-- Exercise requirements --
For each line in the data below that holds "Some", return a copy.

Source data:
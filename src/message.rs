use crate::error::{Error, Result};
use crate::producer::Producer;
use chrono::DateTime;
use chrono::Utc;
use rdkafka::message::{Header, OwnedHeaders};
use rdkafka::producer::FutureRecord;
use rdkafka::util::Timeout;
use std::collections::HashMap;

pub(crate) struct Message {
    data: Vec<u8>,
    key: Option<Vec<u8>>,
    timestamp: Option<DateTime<Utc>>,
    properties: HashMap<String, String>,
}

impl Message {
    fn headers(&self) -> Option<OwnedHeaders> {
        if self.properties.is_empty() {
            return None;
        }
        let headers = self
            .properties
            .iter()
            .fold(OwnedHeaders::new(), |headers, (key, value)| {
                headers.insert(Header {
                    key,
                    value: Some(value),
                })
            });
        Some(headers)
    }

    pub(crate) fn record<'a>(&'a self, topic: &'a str) -> FutureRecord<'a, [u8], [u8]> {
        let mut record = FutureRecord::to(topic)
            .payload(self.data.as_slice())
            .timestamp(self.timestamp.unwrap_or_else(Utc::now).timestamp_millis());
        if let Some(key) = &self.key {
            record = record.key(key.as_slice());
        }
        if let Some(headers) = self.headers() {
            record = record.headers(headers);
        }
        record
    }

    pub(crate) async fn send(&self, producer: &Producer) -> Result<()> {
        match producer {
            Producer::Kafka {
                producer,
                topic_name,
                ..
            } => producer
                .send(self.record(topic_name), Timeout::Never)
                .await
                .map(drop)
                .map_err(|(source, _)| Error::Delivery {
                    topic: topic_name.clone(),
                    source,
                }),
        }
    }

    pub(crate) fn enqueue(&self, producer: &Producer) -> Result<()> {
        match producer {
            Producer::Kafka {
                producer,
                topic_name,
                ..
            } => producer
                .send_result(self.record(topic_name))
                .map(drop)
                .map_err(|(source, _)| Error::Enqueue {
                    topic: topic_name.clone(),
                    source,
                }),
        }
    }
}

#[derive(Default)]
pub(crate) struct MessageBuilder {
    data: Option<Result<Vec<u8>>>,
    key: Option<Vec<u8>>,
    properties: HashMap<String, String>,
    timestamp: Option<DateTime<Utc>>,
}

impl MessageBuilder {
    fn build(self) -> Result<Message> {
        let data = self.data.ok_or(Error::NoPayload).and_then(|data| data)?;
        Ok(Message {
            data,
            key: self.key,
            timestamp: self.timestamp,
            properties: self.properties,
        })
    }
}

/// A message under construction, bound to the producer that will publish it.
pub struct PublishedMessage<'a> {
    pub(crate) message: MessageBuilder,
    pub(crate) producer: &'a Producer,
}

impl<'a> PublishedMessage<'a> {
    pub fn text(mut self, text: impl Into<Vec<u8>>) -> Self {
        self.message.data.replace(Ok(text.into()));
        self
    }

    pub fn json(mut self, json: &impl serde::Serialize) -> Self {
        self.message
            .data
            .replace(serde_json::to_vec(json).map_err(Error::from));
        self
    }

    pub fn key(mut self, key: impl Into<Vec<u8>>) -> Self {
        self.message.key.replace(key.into());
        self
    }

    pub fn timestamp(mut self, ts: DateTime<Utc>) -> Self {
        self.message.timestamp.replace(ts);
        self
    }

    pub fn property(mut self, name: impl Into<String>, value: impl Into<String>) -> Self {
        self.message.properties.insert(name.into(), value.into());
        self
    }

    pub fn properties(mut self, properties: impl Iterator<Item = (String, String)>) -> Self {
        for (key, value) in properties {
            self.message.properties.insert(key, value);
        }
        self
    }

    pub(crate) fn build(self) -> Result<Message> {
        self.message.build()
    }

    /// Publishes the message and waits for the broker to acknowledge it.
    pub async fn send(self) -> Result<()> {
        let producer = self.producer;
        let message = self.build()?;
        message.send(producer).await
    }

    /// Hands the message to the client queue without waiting for delivery.
    pub fn enqueue(self) -> Result<()> {
        let producer = self.producer;
        let message = self.build()?;
        let res = message.enqueue(producer);
        #[cfg(feature = "metrics")]
        {
            let labels = [producer.producer_name(), producer.topic_name()];
            if res.is_ok() {
                crate::metrics::NUM_MSGS_QUEUED
                    .with_label_values(&labels)
                    .inc();
            } else {
                crate::metrics::NUM_ENQUEUE_FAILURES
                    .with_label_values(&labels)
                    .inc();
            }
        }
        res
    }
}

-- Response --
                    value: Some(value),
        Some(headers)
        if let Some(key) = &self.key {
        if let Some(headers) = self.headers() {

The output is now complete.